Increased Expenses and Cost Considerations

    It has been the experience of other closed-end funds that conversion to
open-end status may result in the short term in significant redemptions,
including by short-term investors such as hedge funds, which may force
liquidation of portfolio investments, and the realization of capital gains or
losses, resulting in an increased expense ratio to the disadvantage of
continuing Stockholders. Significant redemptions could adversely affect the
Fund in several ways if the Fund were to convert into an open-end fund:

     .   Redemptions might force the sale of portfolio securities in amounts
         and at times that result in unfavorable prices.

     .   Redemptions could force the Fund to sell portfolio securities and
         therefore realize gains for tax purposes that would not otherwise have
         been realized at or about the time of the redemption by the Fund, with
         unfavorable tax consequences to continuing Stockholders.

     .   The Fund would likely have in place a "Rule 12b-1 plan" in order to
         discourage redemption and encourage sales. A Rule 12b-1 plan would
         involve material expenses not currently incurred by the Fund's
         Stockholders and result in a materially higher expense ratio. Rule
         12b-1 plans are typical features of open-end funds. Any such Rule
         12b-1 plan would require approval of the Fund's stockholders.

     .   Because a portion of the Fund's operating expenses would remain
         relatively constant as its assets expand or contract, the open-end
         mutual fund's expense ratio (the ratio of operating expenses to
         average net assets) would increase as redemptions took place unless
         the decrease in the Fund's assets due to redemptions was offset at
         such time by an increase in the Fund's assets due to purchases of its
         shares by investors.

     .   Continuous sales and redemptions of the Fund's shares could result in
         shareholder service costs not currently faced by the Fund and result
         in an increase in the expense ratio.
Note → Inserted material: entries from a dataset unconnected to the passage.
//! Combat duration and round time calculators.
//!
//! Every function here is pure: callers pass the session's timestamps and a
//! fresh "now" and get back whole milliseconds. Nothing is clamped into an
//! error; out-of-range inputs collapse to zero instead.

use encounter_common::{millis_between, Timestamp};
use serde::{Deserialize, Serialize};

// ============================================================================
// Timestamp Source
// ============================================================================

/// Which pause timestamp is authoritative for a calculation.
#[derive(Debug, Clone, Copy, PartialEq, Eq, Hash, Serialize, Deserialize, Default)]
pub enum PauseAuthority {
    /// Only the client-observed pause counts; a stale server pause is ignored.
    LocalOnly,
    /// Client-observed pause first, server pause as fallback.
    #[default]
    LocalThenServer,
}

impl PauseAuthority {
    /// Maps the legacy "ignore external pause" flag onto an authority.
    #[must_use]
    pub const fn from_ignore_external(ignore_external_pause: bool) -> Self {
        if ignore_external_pause {
            Self::LocalOnly
        } else {
            Self::LocalThenServer
        }
    }
}

/// Client-observed overrides of the server timestamps.
#[derive(Debug, Clone, Copy, PartialEq, Eq, Default, Serialize, Deserialize)]
pub struct LocalTimestamps {
    /// Client-observed combat start.
    pub started_at: Option<Timestamp>,
    /// Client-observed pause.
    pub paused_at: Option<Timestamp>,
}

/// Server timestamps, local overrides and the rule that picks between them.
#[derive(Debug, Clone, Copy, PartialEq, Eq, Default)]
pub struct TimestampSource {
    /// Server-authoritative start.
    pub server_started_at: Option<Timestamp>,
    /// Server-authoritative pause.
    pub server_paused_at: Option<Timestamp>,
    /// Client-local overrides.
    pub local: LocalTimestamps,
    /// Pause resolution rule.
    pub pause_authority: PauseAuthority,
}

impl TimestampSource {
    /// Source backed only by server timestamps.
    #[must_use]
    pub fn server(started_at: Option<Timestamp>, paused_at: Option<Timestamp>) -> Self {
        Self {
            server_started_at: started_at,
            server_paused_at: paused_at,
            ..Self::default()
        }
    }

    /// Attach client-local overrides.
    #[must_use]
    pub fn with_local(mut self, local: LocalTimestamps) -> Self {
        self.local = local;
        self
    }

    /// Select the pause resolution rule.
    #[must_use]
    pub fn with_pause_authority(mut self, authority: PauseAuthority) -> Self {
        self.pause_authority = authority;
        self
    }

    /// Local start if present, else server start.
    #[must_use]
    pub fn effective_start(&self) -> Option<Timestamp> {
        self.local.started_at.or(self.server_started_at)
    }

    /// Pause timestamp according to the pause authority.
    #[must_use]
    pub fn effective_pause(&self) -> Option<Timestamp> {
        match self.pause_authority {
            PauseAuthority::LocalOnly => self.local.paused_at,
            PauseAuthority::LocalThenServer => self.local.paused_at.or(self.server_paused_at),
        }
    }
}

// ============================================================================
// Calculators
// ============================================================================

/// Format milliseconds as `M:SS`, flooring to whole seconds.
///
/// # Examples
/// ```
/// use encounter_combat::timing::format_time;
/// assert_eq!(format_time(0), "0:00");
/// assert_eq!(format_time(65_000), "1:05");
/// assert_eq!(format_time(599_000), "9:59");
/// ```
#[must_use]
pub fn format_time(milliseconds: u64) -> String {
    if milliseconds == 0 {
        return "0:00".to_string();
    }
    let total_seconds = milliseconds / 1000;
    format!("{}:{:02}", total_seconds / 60, total_seconds % 60)
}

/// Elapsed combat time in milliseconds.
///
/// Zero when combat is inactive or has no start time. Measures up to the
/// effective pause if there is one, otherwise up to `now`.
#[must_use]
pub fn calculate_combat_duration(
    is_active: bool,
    source: &TimestampSource,
    now: Timestamp,
) -> u64 {
    if !is_active {
        return 0;
    }
    let Some(start) = source.effective_start() else {
        return 0;
    };
    let end = source.effective_pause().unwrap_or(now);
    millis_between(start, end)
}

/// Remaining time in the current round in milliseconds.
///
/// `combat_duration` must come from [`calculate_combat_duration`] over the same
/// session. Returns zero both when no round timer applies and when the round
/// budget is spent; callers tell these apart with `has_round_timer` and the
/// expired flag from the timer state classifier.
#[must_use]
pub fn calculate_round_time_remaining(
    has_round_timer: bool,
    is_active: bool,
    started_at: Option<Timestamp>,
    round_time_limit: Option<u64>,
    combat_duration: u64,
) -> u64 {
    if !has_round_timer || !is_active || started_at.is_none() {
        return 0;
    }
    let Some(limit) = round_time_limit else {
        return 0;
    };
    limit.saturating_sub(combat_duration)
}

#[cfg(test)]
mod tests {
    use super::*;
    use encounter_common::from_epoch_millis;
    use proptest::prelude::*;

    fn at(ms: i64) -> Timestamp {
        from_epoch_millis(ms)
    }

    #[test]
    fn test_format_time() {
        assert_eq!(format_time(0), "0:00");
        assert_eq!(format_time(65_000), "1:05");
        assert_eq!(format_time(599_000), "9:59");
        assert_eq!(format_time(999), "0:00");
        assert_eq!(format_time(60_000), "1:00");
        assert_eq!(format_time(3_725_400), "62:05");
    }

    #[test]
    fn test_duration_inactive_is_zero() {
        let source = TimestampSource::server(Some(at(0)), None);
        assert_eq!(calculate_combat_duration(false, &source, at(50_000)), 0);
    }

    #[test]
    fn test_duration_without_start_is_zero() {
        let source = TimestampSource::server(None, Some(at(5_000)));
        assert_eq!(calculate_combat_duration(true, &source, at(50_000)), 0);
    }

    #[test]
    fn test_duration_running() {
        let source = TimestampSource::server(Some(at(1_000)), None);
        assert_eq!(calculate_combat_duration(true, &source, at(17_000)), 16_000);
    }

    #[test]
    fn test_duration_stops_at_server_pause() {
        let source = TimestampSource::server(Some(at(0)), Some(at(8_000)));
        assert_eq!(calculate_combat_duration(true, &source, at(30_000)), 8_000);
    }

    #[test]
    fn test_local_start_overrides_server_start() {
        let source = TimestampSource::server(Some(at(0)), None).with_local(LocalTimestamps {
            started_at: Some(at(4_000)),
            paused_at: None,
        });
        assert_eq!(calculate_combat_duration(true, &source, at(10_000)), 6_000);
    }

    #[test]
    fn test_local_only_ignores_server_pause() {
        let source = TimestampSource::server(Some(at(0)), Some(at(2_000)))
            .with_pause_authority(PauseAuthority::LocalOnly);
        assert_eq!(calculate_combat_duration(true, &source, at(10_000)), 10_000);
    }

    #[test]
    fn test_local_then_server_prefers_local_pause() {
        let source = TimestampSource::server(Some(at(0)), Some(at(2_000))).with_local(
            LocalTimestamps {
                started_at: None,
                paused_at: Some(at(3_000)),
            },
        );
        assert_eq!(calculate_combat_duration(true, &source, at(10_000)), 3_000);
    }

    #[test]
    fn test_duration_clock_skew_clamps() {
        let source = TimestampSource::server(Some(at(20_000)), None);
        assert_eq!(calculate_combat_duration(true, &source, at(5_000)), 0);
    }

    #[test]
    fn test_pause_authority_from_flag() {
        assert_eq!(
            PauseAuthority::from_ignore_external(true),
            PauseAuthority::LocalOnly
        );
        assert_eq!(
            PauseAuthority::from_ignore_external(false),
            PauseAuthority::LocalThenServer
        );
    }

    #[test]
    fn test_round_remaining_short_circuits() {
        let start = Some(at(0));
        assert_eq!(calculate_round_time_remaining(false, true, start, Some(60_000), 1_000), 0);
        assert_eq!(calculate_round_time_remaining(true, false, start, Some(60_000), 1_000), 0);
        assert_eq!(calculate_round_time_remaining(true, true, None, Some(60_000), 1_000), 0);
        assert_eq!(calculate_round_time_remaining(true, true, start, None, 1_000), 0);
    }

    #[test]
    fn test_round_remaining_clamped() {
        assert_eq!(
            calculate_round_time_remaining(true, true, Some(at(0)), Some(60_000), 75_000),
            0
        );
        assert_eq!(
            calculate_round_time_remaining(true, true, Some(at(0)), Some(60_000), 45_000),
            15_000
        );
    }

    proptest! {
        #[test]
        fn prop_inactive_duration_always_zero(
            start in proptest::option::of(0i64..1_000_000),
            local_start in proptest::option::of(0i64..1_000_000),
            pause in proptest::option::of(0i64..1_000_000),
            local_pause in proptest::option::of(0i64..1_000_000),
            ignore in any::<bool>(),
            now in 0i64..2_000_000,
        ) {
            let source = TimestampSource::server(start.map(at), pause.map(at))
                .with_local(LocalTimestamps {
                    started_at: local_start.map(at),
                    paused_at: local_pause.map(at),
                })
                .with_pause_authority(PauseAuthority::from_ignore_external(ignore));
            prop_assert_eq!(calculate_combat_duration(false, &source, at(now)), 0);
        }

        #[test]
        fn prop_duration_never_exceeds_span(start in 0i64..1_000_000, now in 0i64..1_000_000) {
            let source = TimestampSource::server(Some(at(start)), None);
            let duration = calculate_combat_duration(true, &source, at(now));
            let expected = u64::try_from(now - start).unwrap_or(0);
            prop_assert_eq!(duration, expected);
        }
    }
}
Any increase in the expense ratio
         would have a direct adverse effect on yield and total return.

                                      20



    In addition to the capital outlay to redeem its Preferred Shares noted
above, the Fund would incur costs in the process of conversion to an open-end
fund, including legal, accounting and printing costs, which would be
significant. These costs would be borne by the holders of the Common Shares.

    The affirmative vote of a majority of the votes cast on the proposal at the
Meeting is required to approve Proposal 3. For purposes of Proposal 3,
abstentions will have no effect on the result of the vote. Proposal 3 is only a
recommendation and, if it is approved by the required vote, will have no
binding effect on the Fund or the Board of Directors. In considering whether or
not to take action in response to the proposal, the Board of Directors will
give the request set forth in the proposal such weight as it believes
appropriate based on the voting of Stockholders for the proposal and other
relevant factors.

         Your Board of Directors Unanimously Recommends that you Vote
                      AGAINST this Stockholder Proposal.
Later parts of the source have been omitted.